ANZ’s economists lift forecast OCR track by 1%, suggesting a 6% fixed mortgage rate is possible within months as omicron fills our hospitals, empties shelves and freezes housing markets. Really?
TLDR & TLDL: ANZ’s economists have thrown a rat-eating cat among the pigeons for everyone to swallow with a prediction the Reserve Bank may be forced to hike the Official Cash Rate to as high as 3% by early next year at the same time as house prices are falling.
That’s a full one percentage point more than previously expected and implies two-year fixed mortgage rates could rise to over 6% within months. But is that actually possible or even likely at a time when an inevitable omicron outbreak is likely to have filled our hospitals, emptied our shelves and frozen activity in our housing markets?
I look in more depth below the paywall fold at why big rate hikes later will make it difficult for the Reserve Bank to sustain, even with inflation over 5% and unemployment headed for 2%.

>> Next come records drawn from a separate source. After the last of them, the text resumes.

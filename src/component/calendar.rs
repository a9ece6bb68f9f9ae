use derive_more::Deref;
use itertools::Itertools;
use std::collections::HashMap;

use crate::{
    ParserOptions,
    component::{CalendarItem, Event, ItemView, Todo, Views},
};

/// All items of a document except the root, by type name in document order.
#[derive(Debug, Clone, Default, PartialEq, Eq, Deref)]
pub struct ItemStore(HashMap<String, Vec<CalendarItem>>);

impl ItemStore {
    /// Append a new item and return its position among items of its type.
    pub(crate) fn open(&mut self, type_name: &str) -> usize {
        let items = self.0.entry(type_name.to_owned()).or_default();
        items.push(CalendarItem::new(type_name));
        items.len() - 1
    }

    pub(crate) fn get_mut(&mut self, type_name: &str, index: usize) -> Option<&mut CalendarItem> {
        self.0.get_mut(type_name)?.get_mut(index)
    }

    /// Items of one type, empty if there are none.
    pub fn of_type(&self, type_name: &str) -> &[CalendarItem] {
        self.0
            .get(type_name)
            .map(Vec::as_slice)
            .unwrap_or_default()
    }
}

/// The outermost block of a document, owning every nested item.
///
/// Dereferences to its own [`CalendarItem`] for the calendar-level
/// properties such as `PRODID` or `VERSION`.
#[derive(Debug, Clone, Default, PartialEq, Eq, Deref)]
pub struct CalendarRoot {
    #[deref]
    item: CalendarItem,
    items: ItemStore,
    options: ParserOptions,
}

impl CalendarRoot {
    pub(crate) fn new(item: CalendarItem, items: ItemStore, options: ParserOptions) -> Self {
        Self {
            item,
            items,
            options,
        }
    }

    /// Options the document was parsed with, used by every view.
    #[inline]
    pub fn options(&self) -> &ParserOptions {
        &self.options
    }

    #[inline]
    pub fn item(&self) -> &CalendarItem {
        &self.item
    }

    #[inline]
    pub fn items(&self) -> &ItemStore {
        &self.items
    }

    #[inline]
    pub fn items_of(&self, type_name: &str) -> &[CalendarItem] {
        self.items.of_type(type_name)
    }

    /// Type names present in the store, sorted.
    pub fn type_names(&self) -> impl Iterator<Item = &str> {
        self.items.keys().map(String::as_str).sorted()
    }

    /// A fresh lazy sequence over all items matching `V`.
    pub fn views<'a, V: ItemView<'a>>(&'a self) -> Views<'a, V> {
        Views::new(self.items_of(V::NAME), self.options)
    }

    /// A fresh lazy sequence over the `VEVENT` items.
    #[inline]
    pub fn events(&self) -> Views<'_, Event<'_>> {
        self.views()
    }

    #[inline]
    pub fn todos(&self) -> Views<'_, Todo<'_>> {
        self.views()
    }
}
//! Battery simulation engine: four ordered energy transfers per record.
//!
//! Each record passes through, in order:
//! 1. solar charge from export headroom,
//! 2. grid-shift charge,
//! 3. import-offset discharge (skipped in bypass and grid-shift hours),
//! 4. forced FIT export of the discharge capacity step 3 left unused.

use tracing::debug;

use crate::battery::BatteryProfile;
use crate::error::SimulationError;

use super::summary::SimulationSummary;
use super::types::{EnergyRecord, PolicyWindows, SimulationState};

/// Outcome of the solar charge transfer.
#[derive(Debug, Default, Clone, Copy, PartialEq)]
pub struct SolarCharge {
    /// Export diverted into the battery (AC kWh).
    pub diverted_kwh: f64,
    /// Energy that reached storage (kWh).
    pub stored_kwh: f64,
}

/// Outcome of the grid-shift charge transfer.
#[derive(Debug, Default, Clone, Copy, PartialEq)]
pub struct GridCharge {
    /// Energy that reached storage (kWh).
    pub stored_kwh: f64,
    /// Extra grid import needed to deliver it (AC kWh).
    pub imported_kwh: f64,
}

/// Outcome of the import-offset discharge.
#[derive(Debug, Default, Clone, Copy, PartialEq)]
pub struct Discharge {
    /// Discharge capacity available this step, taken before withdrawal (kWh).
    pub max_discharge_kwh: f64,
    /// Grid import replaced by battery output (AC kWh).
    pub import_offset_kwh: f64,
    /// Energy withdrawn from storage (kWh).
    pub drawn_kwh: f64,
}

/// Outcome of the forced FIT export.
#[derive(Debug, Default, Clone, Copy, PartialEq)]
pub struct FitDischarge {
    /// Energy withdrawn from storage (kWh).
    pub drawn_kwh: f64,
    /// Extra export delivered to the grid (AC kWh).
    pub exported_kwh: f64,
}

/// Everything that happened to one record.
#[derive(Debug, Default, Clone, Copy, PartialEq)]
pub struct StepOutcome {
    pub solar: SolarCharge,
    pub grid: Option<GridCharge>,
    pub discharge: Option<Discharge>,
    pub fit: Option<FitDischarge>,
}

impl StepOutcome {
    /// Total energy withdrawn from storage in this step (kWh).
    pub fn discharged_kwh(&self) -> f64 {
        self.discharge.map_or(0.0, |d| d.drawn_kwh) + self.fit.map_or(0.0, |f| f.drawn_kwh)
    }
}

/// Diverts export into the battery when export reaches the charge boundary.
///
/// The diverted amount is capped by both the export and the AC energy needed
/// to fill `min(headroom, charge rate)`; losses apply on the way in.
pub fn solar_charge(profile: &BatteryProfile, stored_kwh: f64, export_kwh: f64) -> SolarCharge {
    if export_kwh < profile.export_charge_boundary_kwh {
        return SolarCharge::default();
    }

    let available_kwh = (profile.max_charge_capacity_kwh() - stored_kwh).max(0.0);
    let max_charge_kwh = available_kwh.min(profile.charge_rate_kwh);
    let ac_charge_kwh = max_charge_kwh * profile.charge_factor_to_ac();
    let diverted_kwh = export_kwh.min(ac_charge_kwh);

    SolarCharge {
        diverted_kwh,
        stored_kwh: diverted_kwh * profile.charge_factor_to_battery(),
    }
}

/// Fills the battery from the grid, up to the charge rate.
pub fn grid_shift_charge(profile: &BatteryProfile, stored_kwh: f64) -> GridCharge {
    let available_kwh = (profile.max_charge_capacity_kwh() - stored_kwh).max(0.0);
    let stored_kwh = available_kwh.min(profile.charge_rate_kwh);

    GridCharge {
        stored_kwh,
        imported_kwh: stored_kwh * profile.charge_factor_to_ac(),
    }
}

/// Offsets grid import from storage above the minimum reserve.
pub fn import_offset_discharge(
    profile: &BatteryProfile,
    stored_kwh: f64,
    import_kwh: f64,
) -> Discharge {
    let available_kwh = (stored_kwh - profile.min_charge_capacity_kwh()).max(0.0);
    let max_discharge_kwh = available_kwh.min(profile.discharge_rate_kwh);
    let ac_discharge_kwh = max_discharge_kwh * profile.discharge_factor_to_ac();
    let import_offset_kwh = import_kwh.min(ac_discharge_kwh);

    Discharge {
        max_discharge_kwh,
        import_offset_kwh,
        drawn_kwh: import_offset_kwh * profile.discharge_factor_to_battery(),
    }
}

/// Exports the discharge capacity that the import offset left unused.
///
/// Because `drawn_kwh <= max_discharge_kwh`, the residual is non-negative and
/// the two withdrawals together never exceed `max_discharge_kwh`.
pub fn fit_discharge(profile: &BatteryProfile, discharge: &Discharge) -> FitDischarge {
    let drawn_kwh = discharge.max_discharge_kwh - discharge.drawn_kwh;

    FitDischarge {
        drawn_kwh,
        exported_kwh: drawn_kwh * profile.discharge_factor_to_ac(),
    }
}

/// Applies one record to the carried state and annotates the record.
///
/// Records must be fed in ascending timestamp order; this function does not
/// check. Use [`BatterySimulator`] for an order-checked loop.
pub fn step(
    state: &mut SimulationState,
    profile: &BatteryProfile,
    windows: &PolicyWindows,
    record: &mut EnergyRecord,
) -> StepOutcome {
    let hour = record.hour_of_day;
    let mut outcome = StepOutcome::default();

    // 1. Solar charge, independent of time windows
    let solar = solar_charge(profile, state.stored_energy_kwh, record.export_kwh);
    state.stored_energy_kwh += solar.stored_kwh;
    state.total_charged_kwh += solar.stored_kwh;
    record.export_kwh -= solar.diverted_kwh;
    outcome.solar = solar;

    // 2. Grid-shift charge
    if windows.grid_shift.contains(hour) {
        let grid = grid_shift_charge(profile, state.stored_energy_kwh);
        state.stored_energy_kwh += grid.stored_kwh;
        state.total_charged_kwh += grid.stored_kwh;
        record.import_kwh += grid.imported_kwh;
        record.resync_consumed();
        outcome.grid = Some(grid);
    }

    // 3. Import-offset discharge, with 4. FIT export nested inside
    if windows.allows_discharge(hour) {
        let discharge =
            import_offset_discharge(profile, state.stored_energy_kwh, record.import_kwh);
        state.stored_energy_kwh -= discharge.drawn_kwh;
        state.total_discharged_kwh += discharge.drawn_kwh;
        record.import_kwh -= discharge.import_offset_kwh;
        record.resync_consumed();
        outcome.discharge = Some(discharge);

        if windows.fit.contains(hour) {
            let fit = fit_discharge(profile, &discharge);
            state.stored_energy_kwh -= fit.drawn_kwh;
            state.total_discharged_kwh += fit.drawn_kwh;
            record.export_kwh += fit.exported_kwh;
            outcome.fit = Some(fit);
        }
    }

    let grid_kwh = outcome.grid.map_or(0.0, |g| g.stored_kwh);
    let offset_kwh = outcome.discharge.map_or(0.0, |d| d.import_offset_kwh);
    let fit_kwh = outcome.fit.map_or(0.0, |f| f.drawn_kwh);
    let max_capacity_kwh = profile.max_charge_capacity_kwh();
    if max_capacity_kwh > 0.0 {
        state.total_cycles +=
            (solar.stored_kwh + grid_kwh + offset_kwh + fit_kwh) / (max_capacity_kwh * 2.0);
    }

    record.battery_solar_charge = solar.stored_kwh;
    record.battery_grid_charge = grid_kwh;
    record.battery_discharge = outcome.discharged_kwh();
    record.battery_storage = state.stored_energy_kwh;
    record.battery_capacity_percent = profile.capacity_percent(state.stored_energy_kwh);
    record.battery_cycles = state.total_cycles;

    outcome
}

/// Order-checked simulation loop over a battery profile and its policy windows.
///
/// Owns the only mutable [`SimulationState`] of a run. Records are visited
/// strictly by ascending timestamp; a record at or before the previous one
/// is rejected and leaves the state untouched.
#[derive(Debug, Clone)]
pub struct BatterySimulator {
    profile: BatteryProfile,
    windows: PolicyWindows,
    state: SimulationState,
    summary: SimulationSummary,
    last_timestamp: Option<i64>,
}

impl BatterySimulator {
    /// Creates a simulator with an empty battery.
    pub fn new(profile: BatteryProfile, windows: PolicyWindows) -> Self {
        Self {
            profile,
            windows,
            state: SimulationState::default(),
            summary: SimulationSummary::default(),
            last_timestamp: None,
        }
    }

    pub fn profile(&self) -> &BatteryProfile {
        &self.profile
    }

    pub fn windows(&self) -> &PolicyWindows {
        &self.windows
    }

    pub fn state(&self) -> &SimulationState {
        &self.state
    }

    /// Processes the next record in time order.
    ///
    /// # Errors
    ///
    /// Returns [`SimulationError::OrderingViolation`] if the record's timestamp
    /// is not strictly after the previous record's.
    pub fn step(&mut self, record: &mut EnergyRecord) -> Result<StepOutcome, SimulationError> {
        if let Some(previous) = self.last_timestamp.filter(|&p| record.timestamp <= p) {
            return Err(SimulationError::OrderingViolation {
                previous,
                current: record.timestamp,
            });
        }
        self.last_timestamp = Some(record.timestamp);

        let import_before_kwh = record.import_kwh;
        let export_before_kwh = record.export_kwh;
        let outcome = step(&mut self.state, &self.profile, &self.windows, record);
        self.summary
            .record_step(&outcome, import_before_kwh, export_before_kwh, record);

        debug!(
            ts = record.timestamp,
            datetime = record.datetime.as_deref().unwrap_or_default(),
            solar_charge_kwh = record.battery_solar_charge,
            grid_charge_kwh = record.battery_grid_charge,
            discharge_kwh = record.battery_discharge,
            storage_kwh = record.battery_storage,
            soc_percent = record.battery_capacity_percent,
            "step"
        );

        Ok(outcome)
    }

    /// Processes a slice already sorted by timestamp.
    ///
    /// # Errors
    ///
    /// Stops at the first out-of-order record; earlier records stay annotated.
    pub fn run(&mut self, records: &mut [EnergyRecord]) -> Result<(), SimulationError> {
        for record in records.iter_mut() {
            self.step(record)?;
        }
        Ok(())
    }

    /// Totals so far, including the final battery state.
    pub fn summary(&self) -> SimulationSummary {
        self.summary.finish(&self.state, &self.profile)
    }
}

/// Sorts records by timestamp, then runs a fresh simulator over them.
///
/// # Errors
///
/// Returns [`SimulationError::OrderingViolation`] on duplicate timestamps.
pub fn simulate(
    profile: &BatteryProfile,
    windows: &PolicyWindows,
    records: &mut [EnergyRecord],
) -> Result<SimulationSummary, SimulationError> {
    records.sort_by_key(|r| r.timestamp);
    let mut simulator = BatterySimulator::new(profile.clone(), *windows);
    simulator.run(records)?;
    Ok(simulator.summary())
}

Elsewhere in the news today:
an omicron planning document written for the PM’s office and leaked to Maori TV warns case numbers could reach tens of thousands a day and overwhelm our ICU capacity;
truckies and retailers are calling for drivers and shelf stackers to be exempted from close contact isolation rules in the event of an omicron outbreak (Newshub); and,
the German 10 year bund yield briefly moved into positive territory for the first time in nearly three years on growing investor fears and hopes that central banks will hike rates faster to contain inflation.
I’m in New Plymouth covering the Labour caucus retreat and the first post-cabinet news conference of the year with the PM.